Posted at 8:45 PM, Jun 04, 2015
and last updated 2015-06-04 22:45:53-04

ST. GEORGE, Utah - Homeowners in St. George will have to watch the clock when watering their lawns this summer.

Thursday, the St. George City Council approved mandatory daytime water restrictions. Those restrictions prohibit using culinary water for outdoor watering during daytime hours (between 8 a.m. and 8 p.m.).

St. George City conservation coordinator René Fleming said they are restrictions they ask for every year, but particularly during drought years.

“We’re using about 60 percent of our drinking water for irrigating,” Fleming said. “We really want to remind people that they should be watering as efficiently as possible.”

Since the restrictions deal specifically with outdoor culinary water use, places like schools, parks, and golf courses are not affected. They use secondary water.

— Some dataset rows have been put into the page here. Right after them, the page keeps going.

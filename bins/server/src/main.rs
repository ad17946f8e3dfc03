//! Punto Pastelero API Server
//!
//! Main entry point for the point-of-sale ledger service.

use anyhow::Context;
use tokio::net::TcpListener;
use tracing::info;
use tracing_subscriber::{layer::SubscriberExt, util::SubscriberInitExt};

use punto_api::{AppState, create_router};
use punto_db::{connect_with, run_migrations};
use punto_shared::AppConfig;

#[tokio::main]
async fn main() -> anyhow::Result<()> {
    // Load environment variables from .env file
    dotenvy::dotenv().ok();

    // Initialize tracing
    tracing_subscriber::registry()
        .with(
            tracing_subscriber::EnvFilter::try_from_default_env()
                .unwrap_or_else(|_| "punto=debug,tower_http=debug".into()),
        )
        .with(tracing_subscriber::fmt::layer())
        .init();

    // Load configuration
    let config = AppConfig::load().context("Failed to load configuration")?;

    // Connect to database
    let db = connect_with(&config.database).await?;
    info!(
        max_connections = config.database.max_connections,
        "Connected to database"
    );

    if config.database.run_migrations {
        run_migrations(&db).await?;
        info!("Migrations applied");
    }

    let state = AppState::new(db, config.business.clone());
    let app = create_router(state);

    // Start server
    let addr = format!("{}:{}", config.server.host, config.server.port);
    let listener = TcpListener::bind(&addr).await?;
    info!("Server listening on {}", addr);

    axum::serve(listener, app).await?;

    Ok(())
}
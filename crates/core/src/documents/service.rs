//! Document pricing and lifecycle rules.

use punto_shared::types::{MAX_AMOUNT, MAX_QUANTITY, round_money};
use rust_decimal::Decimal;

use super::error::DocumentError;
use super::types::{
    DocumentKind, DocumentStatus, DocumentTotals, LineInput, NewDocumentInput, PricedLine,
    ValidatedDocument,
};
use crate::cash::PaymentMethod;

/// Document service.
pub struct DocumentService;

impl DocumentService {
    /// Prices one line. `line` is the 1-based position used in errors.
    ///
    /// # Errors
    ///
    /// Returns a validation error for a non-positive quantity, a negative
    /// price or discount, or a discount larger than the line. Quantities and
    /// amounts beyond what the columns store give `LineAmountOverflow`.
    pub fn price_line(line: usize, input: &LineInput) -> Result<PricedLine, DocumentError> {
        if input.quantity <= Decimal::ZERO {
            return Err(DocumentError::NonPositiveQuantity { line });
        }
        if input.unit_price.is_sign_negative() && !input.unit_price.is_zero() {
            return Err(DocumentError::NegativePrice { line });
        }
        if input.discount.is_sign_negative() && !input.discount.is_zero() {
            return Err(DocumentError::NegativeDiscount { line });
        }

        if input.quantity > MAX_QUANTITY
            || input.unit_price > MAX_AMOUNT
            || input.discount > MAX_AMOUNT
        {
            return Err(DocumentError::LineAmountOverflow { line });
        }

        let gross = input
            .quantity
            .checked_mul(input.unit_price)
            .map(round_money)
            .filter(|g| *g <= MAX_AMOUNT)
            .ok_or(DocumentError::LineAmountOverflow { line })?;
        let discount = round_money(input.discount);
        if discount > gross {
            return Err(DocumentError::DiscountExceedsLine { line });
        }

        Ok(PricedLine {
            product_id: input.product_id,
            quantity: input.quantity,
            unit_price: input.unit_price,
            gross,
            discount,
            line_total: gross - discount,
        })
    }

    /// Sums priced lines into header totals.
    ///
    /// # Errors
    ///
    /// Returns `AmountOverflow` when the subtotal exceeds the largest
    /// storable amount.
    pub fn totals(lines: &[PricedLine]) -> Result<DocumentTotals, DocumentError> {
        let (subtotal, discount_total) = lines
            .iter()
            .try_fold((Decimal::ZERO, Decimal::ZERO), |(sub, disc), l| {
                let sub = sub.checked_add(l.gross).filter(|s| *s <= MAX_AMOUNT)?;
                // discount <= gross per line, so it cannot outgrow the subtotal
                Some((sub, disc + l.discount))
            })
            .ok_or(DocumentError::AmountOverflow)?;

        Ok(DocumentTotals {
            subtotal,
            discount_total,
            total: subtotal - discount_total,
        })
    }

    /// Validates and prices a new document.
    ///
    /// # Errors
    ///
    /// Returns `NoLines`, a line error, or a payment rule error.
    pub fn validate(input: NewDocumentInput) -> Result<ValidatedDocument, DocumentError> {
        if input.lines.is_empty() {
            return Err(DocumentError::NoLines);
        }

        match input.kind {
            DocumentKind::Sale => match input.payment_method {
                None => return Err(DocumentError::MissingPaymentMethod),
                Some(PaymentMethod::Account) if input.client_id.is_none() => {
                    return Err(DocumentError::AccountSaleRequiresClient);
                }
                Some(_) => {}
            },
            DocumentKind::Order | DocumentKind::Quotation => {
                if input.payment_method.is_some() || input.cash_session_id.is_some() {
                    return Err(DocumentError::PaymentOnNonSale);
                }
            }
        }

        let lines = input
            .lines
            .iter()
            .enumerate()
            .map(|(i, l)| Self::price_line(i + 1, l))
            .collect::<Result<Vec<_>, _>>()?;
        let totals = Self::totals(&lines)?;

        Ok(ValidatedDocument {
            kind: input.kind,
            status: input.kind.initial_status(),
            client_id: input.client_id,
            cash_session_id: input.cash_session_id,
            payment_method: input.payment_method,
            notes: input
                .notes
                .map(|n| n.trim().to_string())
                .filter(|n| !n.is_empty()),
            lines,
            totals,
        })
    }

    /// Returns true if `kind` may move from `from` to `to`.
    #[must_use]
    pub fn can_transition(kind: DocumentKind, from: DocumentStatus, to: DocumentStatus) -> bool {
        use DocumentStatus::{Cancelled, Completed, Converted, Pending, Voided};

        matches!(
            (kind, from, to),
            (DocumentKind::Sale, Completed, Voided)
                | (DocumentKind::Order, Pending, Completed | Cancelled)
                | (DocumentKind::Quotation, Pending, Converted | Cancelled)
        )
    }

    /// Checks a status change.
    ///
    /// # Errors
    ///
    /// Returns `InvalidTransition` if the change is not allowed.
    pub fn transition(
        kind: DocumentKind,
        from: DocumentStatus,
        to: DocumentStatus,
    ) -> Result<DocumentStatus, DocumentError> {
        if Self::can_transition(kind, from, to) {
            Ok(to)
        } else {
            Err(DocumentError::InvalidTransition { kind, from, to })
        }
    }
}
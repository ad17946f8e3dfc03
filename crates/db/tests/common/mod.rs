//! Shared setup for repository integration tests.

#![allow(dead_code)]

use punto_db::entities::{clients, products};
use punto_db::repositories::{
    ClientRepository, CreateClientInput, CreateProductInput, InventoryRepository, ProductRepository,
};
use punto_core::inventory::{RecordStockMovementInput, StockMovementKind};
use punto_shared::types::{ClientId, ProductId};
use rust_decimal::Decimal;
use sea_orm::{ConnectOptions, Database, DatabaseConnection};

/// Fresh in-memory database with the schema applied.
///
/// A single pooled connection keeps every query on the same in-memory file.
pub async fn setup_db() -> DatabaseConnection {
    let mut options = ConnectOptions::new("sqlite::memory:");
    options.max_connections(1).sqlx_logging(false);
    let db = Database::connect(options)
        .await
        .expect("Failed to open in-memory database");
    punto_db::run_migrations(&db)
        .await
        .expect("Failed to run migrations");
    db
}

pub async fn create_client(
    db: &DatabaseConnection,
    name: &str,
    credit_limit: Option<Decimal>,
) -> clients::Model {
    ClientRepository::new(db.clone())
        .create_client(CreateClientInput {
            name: name.to_string(),
            credit_limit,
            ..Default::default()
        })
        .await
        .expect("Failed to create client")
}

pub async fn create_product(
    db: &DatabaseConnection,
    sku: &str,
    name: &str,
    unit_price: Decimal,
) -> products::Model {
    ProductRepository::new(db.clone())
        .create_product(CreateProductInput {
            sku: sku.to_string(),
            name: name.to_string(),
            unit_price,
        })
        .await
        .expect("Failed to create product")
}

pub async fn receive_stock(
    db: &DatabaseConnection,
    product_id: ProductId,
    quantity: Decimal,
    unit_cost: Decimal,
) {
    InventoryRepository::new(db.clone())
        .record_movement(RecordStockMovementInput {
            product_id,
            kind: StockMovementKind::PurchaseReceipt,
            quantity,
            unit_cost: Some(unit_cost),
            reference: Some("PO-TEST".to_string()),
        })
        .await
        .expect("Failed to receive stock");
}

pub fn client_id(model: &clients::Model) -> ClientId {
    ClientId::new(model.id)
}

pub fn product_id(model: &products::Model) -> ProductId {
    ProductId::new(model.id)
}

“Even if we have to have them water all 24 hours in order to get their irrigating done, that’s a more efficient and effective use of our resources than having them irrigate with our high quality, treated drinking water,” Fleming said.

The Washington County Water Conservancy District reports local reservoirs are currently at 42 percent of average. Associate General Manager Barbara Hjelle said while that’s low, it’s enough to provide homes and businesses with drinking water. She said conservation is key to making that water last.

“We’ve already reduced water use in Washington County by about 26 percent,” Hjelle said. “That is just the tip of the iceberg; we are very devoted to continuing this trend.”

That decrease in water use was reported from 2000 to 2010. The water district credits part of that to free water checks. Hjelle said already 1,000 customers have had their lawns audited to see how much water they should be using.

While there aren’t any penalties associated with the mandatory restrictions in St. George, Fleming said they typically see a majority of people in compliance. They see it more as an educational measure. Residents like Floyd Isom said they’re willing to help.

“I think it’s a necessary step,” Isom said. “Because our water levels are down.”